Only in the last couple of years has the issue begun to dominate retailers' discussions. The Gap and Sears, for example, have developed special investigative teams trained to spot the crime rings, and the industry holds annual conferences to share strategies for fighting the problem.

But secrecy remains an issue, so much so that retailers would not participate in the databases unless they could post information about shoplifting incidents without revealing the identity of the stores. Several retailers declined to discuss their roles in developing the National Retail Federation system. But a handful have acknowledged their participation, including Federated Department Stores, Walgreens, Sears, the Gap, Beall's and Helzberg Diamonds, a jewelry chain based in North Kansas City, Mo, according to the report.
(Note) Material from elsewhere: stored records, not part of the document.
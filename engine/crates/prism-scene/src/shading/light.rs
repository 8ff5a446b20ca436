use std::f32::consts::PI;

use glam::{Mat4, Vec2, Vec3};
use prism_shader_binding::prismsl;

use crate::shading::sampling;

/// 被照亮的表面点
#[derive(Copy, Clone, Debug)]
pub struct ShadingPoint {
    pub position: Vec3,
    /// 朝向观察者一侧的法线
    pub normal: Vec3,
}

/// 光源对某个表面点的贡献
#[derive(Copy, Clone, Debug)]
pub struct LightSample {
    /// 从表面点指向光源
    pub direction: Vec3,
    /// 到光源采样点的距离，环境光为无穷远
    pub distance: f32,
    pub radiance: Vec3,
    /// 立体角上的 pdf；`l_i` 的结果恒为 1
    pub pdf: f32,
    /// 是否需要 shadow ray
    pub shadowed: bool,
}

impl LightSample {
    /// 没有贡献
    fn none(p: &ShadingPoint) -> Self {
        Self {
            direction: p.normal,
            distance: 0.0,
            radiance: Vec3::ZERO,
            pdf: 1.0,
            shadowed: false,
        }
    }
}

/// 着色点与光源重合时不计贡献
const MIN_LIGHT_DISTANCE: f32 = 1e-6;

/// 有求值器的光源类型
#[derive(Copy, Clone, Debug, PartialEq, Eq)]
pub enum LightKind {
    Point,
    Rect,
    ConstantAmbient,
}
impl LightKind {
    pub fn from_tag(tag: u32) -> Option<Self> {
        match tag {
            prismsl::LIGHT_TYPE_POINT => Some(Self::Point),
            prismsl::LIGHT_TYPE_RECT => Some(Self::Rect),
            prismsl::LIGHT_TYPE_CONSTANT => Some(Self::ConstantAmbient),
            _ => None,
        }
    }
}

/// 光源记录 + 其世界变换
#[derive(Copy, Clone, Debug)]
pub struct LightInstance {
    pub kind: LightKind,
    pub record: prismsl::Light,
    pub transform: Mat4,
}
// new & init
impl LightInstance {
    pub fn new(record: prismsl::Light, transform: Mat4) -> Option<Self> {
        Some(Self {
            kind: LightKind::from_tag(record.light_type)?,
            record,
            transform,
        })
    }
}
// getter
impl LightInstance {
    #[inline]
    fn power(&self) -> Vec3 {
        self.record.color * self.record.intensity
    }

    #[inline]
    fn position(&self) -> Vec3 {
        self.transform.w_axis.truncate()
    }

    /// 只有无半径的点光源是 delta 光源，BSDF 采样无法命中
    #[inline]
    pub fn is_delta(&self) -> bool {
        self.kind == LightKind::Point && self.record.radius <= 0.0
    }

    #[inline]
    pub fn is_ambient(&self) -> bool {
        self.kind == LightKind::ConstantAmbient
    }

    /// BSDF 采样的光线能否命中该光源：环境光在未命中时命中，其他光源需要绑定 instance
    #[inline]
    pub fn is_hittable(&self) -> bool {
        match self.kind {
            LightKind::ConstantAmbient => true,
            LightKind::Point | LightKind::Rect => !self.is_delta() && self.record.instance_id != prismsl::INVALID_ID,
        }
    }

    /// 矩形在世界空间中的两条边与发光方向
    fn rect_frame(&self) -> (Vec3, Vec3, Vec3) {
        let edge_x = self.transform.transform_vector3(Vec3::X * self.record.rect_size.x);
        let edge_z = self.transform.transform_vector3(Vec3::Z * self.record.rect_size.y);
        // 局部 X x Z = -Y
        (edge_x, edge_z, edge_x.cross(edge_z).normalize_or_zero())
    }

    fn sphere_radius(&self) -> f32 {
        self.record.radius * self.transform.x_axis.truncate().length()
    }
}
// evaluate
impl LightInstance {
    /// 确定性的入射光：点光源取中心，矩形光源取中心并按面积缩放，环境光取法线方向的积分
    pub fn l_i(&self, p: &ShadingPoint) -> LightSample {
        match self.kind {
            LightKind::Point => {
                let to_light = self.position() - p.position;
                let distance = to_light.length();
                if distance <= MIN_LIGHT_DISTANCE {
                    return LightSample::none(p);
                }
                LightSample {
                    direction: to_light / distance,
                    distance,
                    radiance: self.power() / (distance * distance),
                    pdf: 1.0,
                    shadowed: true,
                }
            }
            LightKind::Rect => {
                let (edge_x, edge_z, normal) = self.rect_frame();
                let to_light = self.position() - p.position;
                let distance = to_light.length();
                if distance <= MIN_LIGHT_DISTANCE {
                    return LightSample::none(p);
                }
                let direction = to_light / distance;
                let cos_l = normal.dot(-direction).max(0.0);
                let area = edge_x.cross(edge_z).length();
                LightSample {
                    direction,
                    distance,
                    radiance: self.power() * cos_l * area / (distance * distance),
                    pdf: 1.0,
                    shadowed: true,
                }
            }
            LightKind::ConstantAmbient => LightSample {
                direction: p.normal,
                distance: f32::INFINITY,
                radiance: self.power() * PI,
                pdf: 1.0,
                shadowed: false,
            },
        }
    }

    /// 重要性采样一个方向；采样点在背面时返回 None
    pub fn sample_li(&self, p: &ShadingPoint, u: Vec2) -> Option<LightSample> {
        match self.kind {
            LightKind::Point => {
                let radius = self.sphere_radius();
                if radius <= 0.0 {
                    return Some(self.l_i(p));
                }
                let local_normal = sampling::uniform_sample_sphere(u);
                let light_point = self.position() + local_normal * radius;
                let to_light = light_point - p.position;
                let distance = to_light.length();
                if distance <= MIN_LIGHT_DISTANCE {
                    return None;
                }
                let direction = to_light / distance;
                let cos_l = local_normal.dot(-direction);
                if cos_l <= 0.0 {
                    return None;
                }
                Some(LightSample {
                    direction,
                    distance,
                    radiance: self.power() / (PI * radius * radius),
                    pdf: distance * distance / (cos_l * 4.0 * PI * radius * radius),
                    shadowed: true,
                })
            }
            LightKind::Rect => {
                let (edge_x, edge_z, normal) = self.rect_frame();
                let light_point = self.position() + edge_x * (u.x - 0.5) + edge_z * (u.y - 0.5);
                let to_light = light_point - p.position;
                let distance = to_light.length();
                if distance <= MIN_LIGHT_DISTANCE {
                    return None;
                }
                let direction = to_light / distance;
                let cos_l = normal.dot(-direction);
                let area = edge_x.cross(edge_z).length();
                if cos_l <= 0.0 || area <= 0.0 {
                    return None;
                }
                Some(LightSample {
                    direction,
                    distance,
                    radiance: self.power(),
                    pdf: distance * distance / (cos_l * area),
                    shadowed: true,
                })
            }
            LightKind::ConstantAmbient => {
                let (direction, pdf) = sampling::cosine_sample_hemisphere(p.normal, u);
                if pdf <= 0.0 {
                    return None;
                }
                Some(LightSample {
                    direction,
                    distance: f32::INFINITY,
                    radiance: self.power(),
                    pdf,
                    shadowed: true,
                })
            }
        }
    }

    /// 沿 `w_i` 走 `t` 之后命中该光源时，`sample_li` 产生这个方向的立体角 pdf
    pub fn pdf_li(&self, p: &ShadingPoint, w_i: Vec3, t: f32) -> f32 {
        match self.kind {
            LightKind::Point => {
                let radius = self.sphere_radius();
                if radius <= 0.0 {
                    return 0.0;
                }
                let light_point = p.position + w_i * t;
                let cos_l = ((light_point - self.position()) / radius).dot(-w_i);
                if cos_l <= 0.0 {
                    return 0.0;
                }
                t * t / (cos_l * 4.0 * PI * radius * radius)
            }
            LightKind::Rect => {
                let (edge_x, edge_z, normal) = self.rect_frame();
                let cos_l = normal.dot(-w_i);
                let area = edge_x.cross(edge_z).length();
                if cos_l <= 0.0 || area <= 0.0 {
                    return 0.0;
                }
                t * t / (cos_l * area)
            }
            LightKind::ConstantAmbient => sampling::cosine_hemisphere_pdf(p.normal, w_i),
        }
    }

    /// 作为几何体或环境被看到时的辐射亮度，`w_o` 从光源指向观察者
    pub fn le(&self, w_o: Vec3) -> Vec3 {
        match self.kind {
            LightKind::Point => {
                let radius = self.sphere_radius();
                if radius <= 0.0 { self.power() } else { self.power() / (PI * radius * radius) }
            }
            LightKind::Rect => {
                let (_, _, normal) = self.rect_frame();
                if normal.dot(w_o) > 0.0 { self.power() } else { Vec3::ZERO }
            }
            LightKind::ConstantAmbient => self.power(),
        }
    }
}

#[cfg(test)]
mod tests {
    use super::*;
    use crate::shading::sampling::{pixel_rng, random2d};

    fn record(light_type: u32) -> prismsl::Light {
        prismsl::Light {
            light_type,
            instance_id: prismsl::INVALID_ID,
            transform_id: prismsl::INVALID_ID,
            _padding0: 0,
            color: Vec3::ONE,
            intensity: 4.0,
            rect_size: Vec2::new(2.0, 2.0),
            radius: 0.0,
            _padding1: 0.0,
        }
    }

    #[test]
    fn test_from_tag() {
        assert_eq!(LightKind::from_tag(prismsl::LIGHT_TYPE_RECT), Some(LightKind::Rect));
        assert_eq!(LightKind::from_tag(42), None);
    }

    #[test]
    fn test_point_light_falloff() {
        let light = LightInstance::new(record(prismsl::LIGHT_TYPE_POINT), Mat4::from_translation(Vec3::Y * 2.0)).unwrap();
        let p = ShadingPoint {
            position: Vec3::ZERO,
            normal: Vec3::Y,
        };
        let sample = light.l_i(&p);
        assert!(sample.direction.abs_diff_eq(Vec3::Y, 1e-6));
        assert!(sample.radiance.abs_diff_eq(Vec3::ONE, 1e-6));
        assert!(light.is_delta());
        assert!(!light.is_hittable());
        assert_eq!(light.pdf_li(&p, Vec3::Y, 2.0), 0.0);
    }

    #[test]
    fn test_shading_point_on_light() {
        let p = ShadingPoint {
            position: Vec3::Y * 2.0,
            normal: Vec3::Y,
        };
        for light_type in [prismsl::LIGHT_TYPE_POINT, prismsl::LIGHT_TYPE_RECT] {
            let light = LightInstance::new(record(light_type), Mat4::from_translation(Vec3::Y * 2.0)).unwrap();
            let sample = light.l_i(&p);
            assert_eq!(sample.radiance, Vec3::ZERO);
            assert!(sample.direction.is_finite());
            assert!(!sample.shadowed);
        }
    }

    #[test]
    fn test_hittable_requires_instance() {
        let mut rect = record(prismsl::LIGHT_TYPE_RECT);
        assert!(!LightInstance::new(rect, Mat4::IDENTITY).unwrap().is_hittable());
        rect.instance_id = 3;
        assert!(LightInstance::new(rect, Mat4::IDENTITY).unwrap().is_hittable());

        let mut sphere = record(prismsl::LIGHT_TYPE_POINT);
        sphere.radius = 0.5;
        sphere.instance_id = 3;
        assert!(LightInstance::new(sphere, Mat4::IDENTITY).unwrap().is_hittable());
        assert!(LightInstance::new(record(prismsl::LIGHT_TYPE_CONSTANT), Mat4::IDENTITY).unwrap().is_hittable());
    }

    #[test]
    fn test_rect_light_sample_pdf_matches_pdf_li() {
        let light = LightInstance::new(record(prismsl::LIGHT_TYPE_RECT), Mat4::from_translation(Vec3::Y * 3.0)).unwrap();
        let p = ShadingPoint {
            position: Vec3::new(0.2, 0.0, -0.1),
            normal: Vec3::Y,
        };
        let mut rng = pixel_rng(1, 1);
        for _ in 0..32 {
            let sample = light.sample_li(&p, random2d(&mut rng)).unwrap();
            let pdf = light.pdf_li(&p, sample.direction, sample.distance);
            assert!((pdf - sample.pdf).abs() / pdf < 1e-4);
        }

        // 矩形光源只朝 -Y 发光
        let below = ShadingPoint {
            position: Vec3::Y * 5.0,
            normal: Vec3::NEG_Y,
        };
        assert!(light.sample_li(&below, Vec2::splat(0.5)).is_none());
        assert_eq!(light.le(Vec3::NEG_Y), Vec3::splat(4.0));
        assert_eq!(light.le(Vec3::Y), Vec3::ZERO);
    }

    #[test]
    fn test_ambient_light() {
        let light = LightInstance::new(record(prismsl::LIGHT_TYPE_CONSTANT), Mat4::IDENTITY).unwrap();
        let p = ShadingPoint {
            position: Vec3::ZERO,
            normal: Vec3::Z,
        };
        let sample = light.l_i(&p);
        assert!(!sample.shadowed);
        assert!(sample.radiance.abs_diff_eq(Vec3::splat(4.0 * PI), 1e-5));

        let sample = light.sample_li(&p, Vec2::new(0.3, 0.6)).unwrap();
        assert!((light.pdf_li(&p, sample.direction, f32::INFINITY) - sample.pdf).abs() < 1e-5);
    }
}
use glam::Vec3;
use prism_gfx::commands::command_buffer::GfxCommandBuffer;
use prism_gfx::resources::image::GfxImage2D;

/// HDR -> RGBA8：Reinhard + gamma
pub struct SdrPass;
impl SdrPass {
    const GAMMA: f32 = 2.2;

    pub fn exec(&self, cmd: &mut GfxCommandBuffer, src: &GfxImage2D<Vec3>, dst: &mut GfxImage2D<[u8; 4]>) {
        let _span = tracy_client::span!("SdrPass::exec");
        assert_eq!(src.extent(), dst.extent(), "sdr pass extent mismatch");
        let texels = cmd.dispatch_map("hdr-to-sdr", src.texels().len(), |idx| Self::tonemap(src.texels()[idx]));
        dst.texels_mut().copy_from_slice(&texels);
    }

    pub fn tonemap(color: Vec3) -> [u8; 4] {
        let color = color.max(Vec3::ZERO);
        let mapped = color / (Vec3::ONE + color);
        let encode = |c: f32| (c.powf(1.0 / Self::GAMMA) * 255.0).round().clamp(0.0, 255.0) as u8;
        [encode(mapped.x), encode(mapped.y), encode(mapped.z), 255]
    }
}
The National Retail Federation database, which can be accessed on the Web using a password, looks much like an online survey. To report a crime, retailers log in and fill out a form requesting details like the methods used to enter a store ("fence cut," "glass broken" or "door forced"), weapons used during the robbery ("bat," "knife" or "verbal threats") and the type of products stolen. Digital images of suspects and security camera footage of a crime in progress can be posted, allowing retailers to identify common suspects.

LaRocca of the National Retail Federation told The Times that when enough retailers reported a similar pattern in the database--say, the shoplifter wears a red baseball cap and steals infant formula around closing time--they could notify law enforcement agencies, which have access to the system. "Police will not investigate every case of a missing laptop," LaRocca said in the report. "If we can present a case to them that is compelling, they will investigate."

The idea of retailers banding together to fight shoplifting is not without precedent. The Jewelers' Security Alliance, a network of jewelry stores that issues alerts to members after a robbery, has operated for more than a century.

Department stores, discount chains and convenience stores have worked out their own informal security networks, but most rely on low-tech methods: phone trees that require store managers to call each other after a robbery or the occasional conference where security teams trade war stories and try to connect the dots, reported The Times .

"It has all been pencil and paper," said Bill Titus, head of loss prevention at Sears in the report. "We've been communicating way behind the curve."